Antibiyotikleri doktorun önerdiği şekilde uygun aralıklarda ve önerilen süre boyunca alın!
Hasta tedavi sırasında tam olarak iyileştiğini hissetse bile tedavi sonuna kadar ilaçlarını almayı sürdürmeli, antibiyotikleri erkenden kesmemelidir. Aksi halde enfeksiyon yeterince tedavi edilmiş olmayacağından, hastalık yeniden ve çoğu kere de dirençli mikroorganizmalarla tekrarlayabilir.

Doktor geçinenlerin önerilerine kulak asmayın!

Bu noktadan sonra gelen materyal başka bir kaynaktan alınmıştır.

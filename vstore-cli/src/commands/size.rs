use vstore::bdev::BlockDevice;

use super::device::{DeviceArgs, DeviceReport};

pub fn execute(args: DeviceArgs, global: &crate::cli::GlobalFlags) -> anyhow::Result<()> {
    let runtime = global.runtime()?;
    let mut device = runtime.attach_device(&args.request(0)?)?;
    let report = DeviceReport::of(&device)?;
    device.shutdown()?;
    super::print_json(&report)
}
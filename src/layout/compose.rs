//! Side-by-side composition of chapters into one coordinate space.

use std::collections::{BTreeMap, BTreeSet};

use serde::ser::{SerializeMap, Serializer};
use serde::Serialize;
use tracing::{debug, info};

use crate::config::LayoutConfig;
use crate::error::{ProofMapError, Result};
use crate::graph::GraphStore;

use super::chapter::expand;
use super::plot::plot;
use super::types::{Bounds, ChapterLayout, PlacedNode, Point};

/// Every laid-out chapter keyed by chapter number.
#[derive(Debug, Clone, PartialEq, Default)]
pub struct ComposedLayout<'g> {
    pub chapters: BTreeMap<u64, ChapterLayout<'g>>,
    /// Rightmost x of the last chapter.
    pub max_x: i64,
}

impl<'g> ComposedLayout<'g> {
    pub fn chapter(&self, chapter: u64) -> Option<&ChapterLayout<'g>> {
        self.chapters.get(&chapter)
    }

    pub fn nodes(&self) -> impl Iterator<Item = &PlacedNode<'g>> {
        self.chapters.values().flat_map(|c| c.nodes.iter())
    }

    /// Extent of everything drawable, for sizing the canvas.
    pub fn bounds(&self) -> Option<Bounds> {
        Bounds::of(self.nodes())
    }
}

impl Serialize for ComposedLayout<'_> {
    fn serialize<S: Serializer>(&self, serializer: S) -> std::result::Result<S::Ok, S::Error> {
        let mut map = serializer.serialize_map(Some(self.chapters.len()))?;
        for (chapter, layout) in &self.chapters {
            map.serialize_entry(&chapter.to_string(), &layout.nodes)?;
        }
        map.end()
    }
}

/// Lay out chapters left to right.
///
/// With `chapters = None` every chapter in the store is used except
/// `config.excluded_chapters`; otherwise exactly the given chapters. Either
/// way chapters go in ascending order, each starting `config.gap` to the
/// right of the previous chapter's rightmost node.
pub fn compose_all<'g>(
    store: &'g GraphStore,
    chapters: Option<&[u64]>,
    config: &LayoutConfig,
) -> Result<ComposedLayout<'g>> {
    config.validate()?;
    let selected: BTreeSet<u64> = match chapters {
        Some(list) => list.iter().copied().collect(),
        None => store
            .chapter_numbers()
            .into_iter()
            .filter(|c| !config.excluded_chapters.contains(c))
            .collect(),
    };

    let mut composed = ComposedLayout::default();
    let mut x = config.start_x;
    for chapter in selected {
        let layout = plot(expand(store, chapter), Point::new(x, config.start_y), config)?;
        debug!(chapter, start_x = x, max_x = layout.max_x, "chapter laid out");
        x = layout
            .max_x
            .checked_add(config.gap)
            .ok_or_else(|| ProofMapError::CoordinateOverflow {
                number: chapter.to_string(),
            })?;
        composed.max_x = layout.max_x;
        composed.chapters.insert(chapter, layout);
    }

    info!(
        chapters = composed.chapters.len(),
        max_x = composed.max_x,
        "layout composed"
    );
    Ok(composed)
}

#[cfg(test)]
#[path = "../../tests/rust/test_layout_compose.rs"]
mod tests;
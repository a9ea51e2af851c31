//! Dotted-decimal node numbers ("2", "2.5", "2.521").
//!
//! The integer part is the chapter. Each digit after the decimal point is one
//! further level of nesting, so the length of the digit string is the node's
//! depth below its chapter root.

use std::cmp::Ordering;
use std::fmt;
use std::sync::LazyLock;

use regex::Regex;
use serde::{Deserialize, Serialize};

use crate::error::{ProofMapError, Result};

static NUMBER_RE: LazyLock<Regex> =
    LazyLock::new(|| Regex::new(r"^([0-9]+)(?:\.([0-9]+))?$").expect("number pattern compiles"));

/// A validated node number.
///
/// Ordering is by numeric value of the full decimal expansion, with the raw
/// string as tie-break, so "2.01" < "2.1" and "1" < "1.0".
#[derive(Debug, Clone, Serialize, Deserialize)]
#[serde(try_from = "String", into = "String")]
pub struct Number {
    raw: String,
    chapter: u64,
    /// Byte offset of the first decimal digit, if there is a decimal part.
    digits_at: Option<usize>,
}

impl Number {
    pub fn parse(src: &str) -> Result<Self> {
        let malformed = |reason| ProofMapError::MalformedNumber {
            number: src.to_string(),
            reason,
        };
        let caps = NUMBER_RE
            .captures(src)
            .ok_or_else(|| malformed("expected <chapter> or <chapter>.<digits>"))?;
        let chapter = caps[1]
            .parse::<u64>()
            .map_err(|_| malformed("chapter out of range"))?;
        let digits_at = caps.get(2).map(|m| m.start());
        Ok(Self {
            raw: src.to_string(),
            chapter,
            digits_at,
        })
    }

    /// The depth-1 number `"{chapter}.{digit}"`.
    pub fn primary(chapter: u64, digit: u8) -> Self {
        debug_assert!(digit < 10);
        let raw = format!("{chapter}.{digit}");
        let digits_at = Some(raw.len() - 1);
        Self {
            raw,
            chapter,
            digits_at,
        }
    }

    pub fn as_str(&self) -> &str {
        &self.raw
    }

    pub fn chapter(&self) -> u64 {
        self.chapter
    }

    /// The digit string after the decimal point, if any.
    pub fn decimal_digits(&self) -> Option<&str> {
        self.digits_at.map(|at| &self.raw[at..])
    }

    pub fn depth(&self) -> usize {
        self.decimal_digits().map_or(0, str::len)
    }

    /// First decimal digit; the primary subdivision this number lives under.
    pub fn leading_digit(&self) -> Option<char> {
        self.decimal_digits().and_then(|d| d.chars().next())
    }

    pub fn is_root(&self) -> bool {
        self.digits_at.is_none()
    }

    /// The number with its last decimal digit dropped.
    ///
    /// Only defined from depth 2 down: chapters and primary subdivisions have
    /// no parent under this scheme.
    pub fn parent(&self) -> Option<Number> {
        if self.depth() < 2 {
            return None;
        }
        let raw = self.raw[..self.raw.len() - 1].to_string();
        Some(Self {
            raw,
            chapter: self.chapter,
            digits_at: self.digits_at,
        })
    }

    /// True if `self` sits exactly one level below `other` in the same chapter.
    pub fn is_child_of(&self, other: &Number) -> bool {
        if self.chapter != other.chapter || self.depth() != other.depth() + 1 {
            return false;
        }
        let mine = self.decimal_digits().unwrap_or("");
        let theirs = other.decimal_digits().unwrap_or("");
        mine.starts_with(theirs)
    }

    fn cmp_value(&self, other: &Self) -> Ordering {
        self.chapter.cmp(&other.chapter).then_with(|| {
            let a = self.decimal_digits().unwrap_or("").as_bytes();
            let b = other.decimal_digits().unwrap_or("").as_bytes();
            // Compare as fractions: pad the shorter digit string with zeros.
            let len = a.len().max(b.len());
            (0..len)
                .map(|i| {
                    let da = a.get(i).copied().unwrap_or(b'0');
                    let db = b.get(i).copied().unwrap_or(b'0');
                    da.cmp(&db)
                })
                .find(|o| o.is_ne())
                .unwrap_or(Ordering::Equal)
        })
    }
}

impl PartialEq for Number {
    fn eq(&self, other: &Self) -> bool {
        self.raw == other.raw
    }
}

impl Eq for Number {}

impl Ord for Number {
    fn cmp(&self, other: &Self) -> Ordering {
        self.cmp_value(other).then_with(|| self.raw.cmp(&other.raw))
    }
}

impl PartialOrd for Number {
    fn partial_cmp(&self, other: &Self) -> Option<Ordering> {
        Some(self.cmp(other))
    }
}

impl std::hash::Hash for Number {
    fn hash<H: std::hash::Hasher>(&self, state: &mut H) {
        self.raw.hash(state);
    }
}

impl fmt::Display for Number {
    fn fmt(&self, f: &mut fmt::Formatter<'_>) -> fmt::Result {
        f.write_str(&self.raw)
    }
}

impl std::str::FromStr for Number {
    type Err = ProofMapError;

    fn from_str(s: &str) -> Result<Self> {
        Number::parse(s)
    }
}

impl TryFrom<String> for Number {
    type Error = ProofMapError;

    fn try_from(s: String) -> Result<Self> {
        Number::parse(&s)
    }
}

impl From<Number> for String {
    fn from(n: Number) -> String {
        n.raw
    }
}

#[cfg(test)]
#[path = "../../tests/rust/test_number.rs"]
mod tests;
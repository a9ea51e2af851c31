//! Corpus data model: node numbers, nodes, placeholders and input records.

pub mod number;
pub mod records;
pub mod types;

pub use number::Number;
pub use records::{Endpoint, Record, parse_records};
pub use types::{ChapterEntry, NodeId, Placeholder, ProofNode, Properties};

Antibiyotik tedavisi sırasında yapılan önemli hatalardan birisi, hastaların (ya da "amatör" doktorların) kullanmadıkları antibiyotikleri saklayıp daha sonra kendilerini hasta hissettiklerinde bu ilaçları bir doktora danışmadan kendi kendilerine kullanmaları veya çevrelerindeki hasta olan kişilere kullanmak üzere önermeleridir. Kendinizin ya da bir başkasının hastalığının, daha önce geçirdiğiniz hastalığın aynısı olduğundan emin olsanız bile doktora danışmadan antibiyotik kullanmak son derecede sakıncalı olabilir. Aynı türde hastalıkları farklı mikroplar oluşturabiliı ve bu farklı mikroorganizmaların farklı antibiyotiklerle tedavisi gerekir. Bu nedenle antibiyotik kullanmadan önce hekimin ne türde bir mikropla oluşmuş enfeksiyon hastalığına yakalanmış olduğunuzu ve bu hastalık için en uygun antibiyotiğin hangisi olduğunu saptaması gereklidir.

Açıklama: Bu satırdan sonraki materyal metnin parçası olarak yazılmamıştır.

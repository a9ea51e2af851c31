use super::*;
use crate::corpus::{Placeholder, ProofNode};

fn real(number: &str) -> ProofNode {
    ProofNode::new("n", Properties::new(Number::parse(number).unwrap()))
}

fn placeholder(number: &str) -> ChapterEntry<'static> {
    ChapterEntry::Placeholder(Placeholder::new(Number::parse(number).unwrap()))
}

#[test]
fn test_point_new() {
    let p = Point::new(3, 7);
    assert_eq!(p.x, 3);
    assert_eq!(p.y, 7);
    assert_eq!(Point::default(), Point::new(0, 0));
}

#[test]
fn test_point_serde() {
    let p: Point = serde_json::from_str(r#"{"x": 8350, "y": 150}"#).unwrap();
    assert_eq!(p, Point::new(8350, 150));
}

#[test]
fn test_placed_node_new() {
    let node = real("2.52");
    let placed = PlacedNode::new(ChapterEntry::Node(&node), Point::new(50, 300));
    assert_eq!(placed.position(), Point::new(50, 300));
    assert_eq!(placed.depth(), 2);
    assert!(!placed.root_node);
    assert!(!placed.is_placeholder());
}

#[test]
fn test_bounds_of_drawable_nodes() {
    let a = real("1.1");
    let b = real("1.11");
    let nodes = vec![
        PlacedNode::new(ChapterEntry::Node(&a), Point::new(0, 100)),
        PlacedNode::new(ChapterEntry::Node(&b), Point::new(50, 100)),
        PlacedNode::new(placeholder("1.9"), Point::new(-20, 900)),
    ];
    let bounds = Bounds::of(&nodes).unwrap();
    assert_eq!(
        bounds,
        Bounds {
            min_x: 0,
            min_y: 100,
            max_x: 50,
            max_y: 100
        }
    );
    assert_eq!(bounds.width(), 50);
    assert_eq!(bounds.height(), 0);
}

#[test]
fn test_bounds_of_placeholders_only() {
    let nodes = vec![PlacedNode::new(placeholder("1.0"), Point::new(0, 50))];
    assert_eq!(Bounds::of(&nodes), None);
}

#[test]
fn test_chapter_layout_lookup() {
    let a = real("1.1");
    let layout = ChapterLayout {
        nodes: vec![
            PlacedNode::new(ChapterEntry::Node(&a), Point::new(0, 100)),
            PlacedNode::new(placeholder("1.2"), Point::new(0, 150)),
        ],
        max_x: 0,
        max_y: 150,
    };
    assert_eq!(layout.get("1.2").unwrap().y, 150);
    assert!(layout.get("1.3").is_none());
    assert_eq!(layout.drawable().count(), 1);
}
//! Table export of the flat node collection, as JSON or CSV.

use std::io::Write;

use serde::Serialize;

use crate::corpus::{Number, ProofNode};
use crate::error::{ProofMapError, Result};
use crate::graph::GraphStore;

/// Columns of the CSV table, in order.
pub const CSV_COLUMNS: &[&str] = &[
    "id", "number", "chapter", "volume", "part", "section", "page", "type", "proves", "provenBy",
];

#[derive(Debug, Serialize)]
struct TableRow<'a> {
    id: &'a str,
    number: &'a str,
    chapter: String,
    volume: String,
    part: String,
    section: String,
    page: String,
    #[serde(rename = "type")]
    node_type: String,
    proves: String,
    #[serde(rename = "provenBy")]
    proven_by: String,
}

impl<'a> TableRow<'a> {
    fn from_node(node: &'a ProofNode) -> Self {
        let prop = |key: &str| {
            node.properties
                .get(key)
                .map(|v| v.into_owned())
                .unwrap_or_default()
        };
        Self {
            id: &node.id,
            number: node.number().as_str(),
            chapter: prop("chapter"),
            volume: prop("volume"),
            part: prop("part"),
            section: prop("section"),
            page: prop("page"),
            node_type: prop("type"),
            proves: join_numbers(&node.proves),
            proven_by: join_numbers(&node.proven_by),
        }
    }
}

fn join_numbers(numbers: &[Number]) -> String {
    numbers
        .iter()
        .map(Number::as_str)
        .collect::<Vec<_>>()
        .join(";")
}

/// Nodes in insertion order as a pretty-printed JSON array.
pub fn nodes_to_json<'a, I>(nodes: I) -> Result<String>
where
    I: IntoIterator<Item = &'a ProofNode>,
{
    let nodes: Vec<&ProofNode> = nodes.into_iter().collect();
    Ok(serde_json::to_string_pretty(&nodes)?)
}

/// Write nodes as CSV rows under a header of [`CSV_COLUMNS`].
pub fn write_csv<'a, I, W>(nodes: I, writer: W) -> Result<()>
where
    I: IntoIterator<Item = &'a ProofNode>,
    W: Write,
{
    // Header row is present even for an empty table.
    let mut wtr = csv::WriterBuilder::new()
        .has_headers(false)
        .from_writer(writer);
    wtr.write_record(CSV_COLUMNS)?;
    for node in nodes {
        wtr.serialize(TableRow::from_node(node))?;
    }
    wtr.flush()?;
    Ok(())
}

pub fn nodes_to_csv<'a, I>(nodes: I) -> Result<String>
where
    I: IntoIterator<Item = &'a ProofNode>,
{
    let mut buf = Vec::new();
    write_csv(nodes, &mut buf)?;
    String::from_utf8(buf)
        .map_err(|e| ProofMapError::Io(std::io::Error::new(std::io::ErrorKind::InvalidData, e)))
}

/// Every node in the store as JSON.
pub fn store_to_json(store: &GraphStore) -> Result<String> {
    nodes_to_json(store.nodes())
}

#[cfg(test)]
#[path = "../tests/rust/test_export.rs"]
mod tests;
//! Configuration for the layout pipeline.
//!
//! Every constant the placement rules depend on lives here, so callers can
//! tune spacing or skip chapters without touching the algorithm.

use std::collections::{BTreeMap, BTreeSet};

use serde::{Deserialize, Serialize};

use crate::error::{ProofMapError, Result};
use crate::layout::types::Point;

/// What the layout engine does with numbers nested five or more levels deep.
#[derive(Debug, Clone, Copy, PartialEq, Eq, Default, Serialize, Deserialize)]
#[cfg_attr(feature = "cli", derive(clap::ValueEnum))]
#[serde(rename_all = "lowercase")]
pub enum DeepNodePolicy {
    /// Keep alternating vertical (odd depth) and horizontal (even depth) growth.
    #[default]
    Extrapolate,
    /// Fail the layout with `ProofMapError::UnsupportedDepth`.
    Reject,
}

#[derive(Debug, Clone, PartialEq, Serialize, Deserialize)]
#[serde(default)]
pub struct LayoutConfig {
    /// Distance between neighbouring nodes inside a chapter.
    pub pad: i64,
    /// Horizontal gap between the right edge of one chapter and the next.
    pub gap: i64,
    pub start_x: i64,
    pub start_y: i64,
    /// Chapters skipped when composing every chapter in the store.
    pub excluded_chapters: BTreeSet<u64>,
    pub deep_nodes: DeepNodePolicy,
    /// Fixed coordinates for specific numbers, applied after rule-based placement.
    pub pins: BTreeMap<String, Point>,
}

impl Default for LayoutConfig {
    fn default() -> Self {
        Self {
            pad: 50,
            gap: 100,
            start_x: 0,
            start_y: 0,
            excluded_chapters: BTreeSet::new(),
            deep_nodes: DeepNodePolicy::Extrapolate,
            pins: BTreeMap::new(),
        }
    }
}

impl LayoutConfig {
    pub fn new() -> Self {
        Self::default()
    }

    /// Parse a JSON config document. Missing fields keep their defaults.
    pub fn from_json_str(src: &str) -> Result<Self> {
        let config: Self = serde_json::from_str(src)?;
        config.validate()?;
        Ok(config)
    }

    /// Check the spacing constants. `pad` must be positive so depth-1 rows
    /// strictly descend; `gap` may be zero but not negative.
    pub fn validate(&self) -> Result<()> {
        if self.pad <= 0 {
            return Err(ProofMapError::InvalidConfig {
                field: "pad",
                reason: "must be greater than zero",
            });
        }
        if self.gap < 0 {
            return Err(ProofMapError::InvalidConfig {
                field: "gap",
                reason: "must not be negative",
            });
        }
        Ok(())
    }

    pub fn origin(&self) -> Point {
        Point::new(self.start_x, self.start_y)
    }

    pub fn pin_for(&self, number: &str) -> Option<Point> {
        self.pins.get(number).copied()
    }
}

#[cfg(test)]
#[path = "../tests/rust/test_config.rs"]
mod tests;
//! In-memory proof graph.

pub mod store;

pub use store::GraphStore;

Doktorunuzu antibiyotik yazmaya zorlamayın!
Hastalığınız antibiyotik tedavisi gerektirmeyebilir. Virüslerin yol açtığı enfeksiyonların çoğu (örneğin soğuk algınlığı) antibiyotiklerle tedavi edilemez. Yaygın olarak bilinen bir deyişe göre "Soğuk algınlığı antibiyotiklerle 7 günde, antibiyotiksiz bir haftada iyileşir". Bu tür bir enfeksiyonun tedavisi için ilk yapılacak şey istirahat etmek, ikincisi aspirin ve benzeri ateş düşürücü ilaçları almak, üçüncüsü bol sıvı almak yeterlidir. Ayrıca hastalığın başkalarına bulaşmasını önlemek için ellerin sık sık yıkanması ihmal edilmemelidir.
Viral enfeksiyonu olan hastalar antibiyotik kullandıklarında hem kendilerine zarar verebilir hem de antibiyotiklere karşı mikroorganizmaların direnç geliştirmesine olumsuz katkıda bulunurlar.

Antibiyotikler ateş düşürücü ilaçlar değildir!
Dolayısıyla ateşi olan bir kişi doktor tarafından enfeksiyon hastalığı olduğu saptanmadıkça antibiyotik kullanmamalıdır. Ayrıca ateş, enfeksiyon dışında başka hastalıkların da bir belirtisi olabilir.
Didem Sanyel, Tübitak
Mart 1999
Bilim ve Teknik Dergisi 376. sayıdan alınmıştır.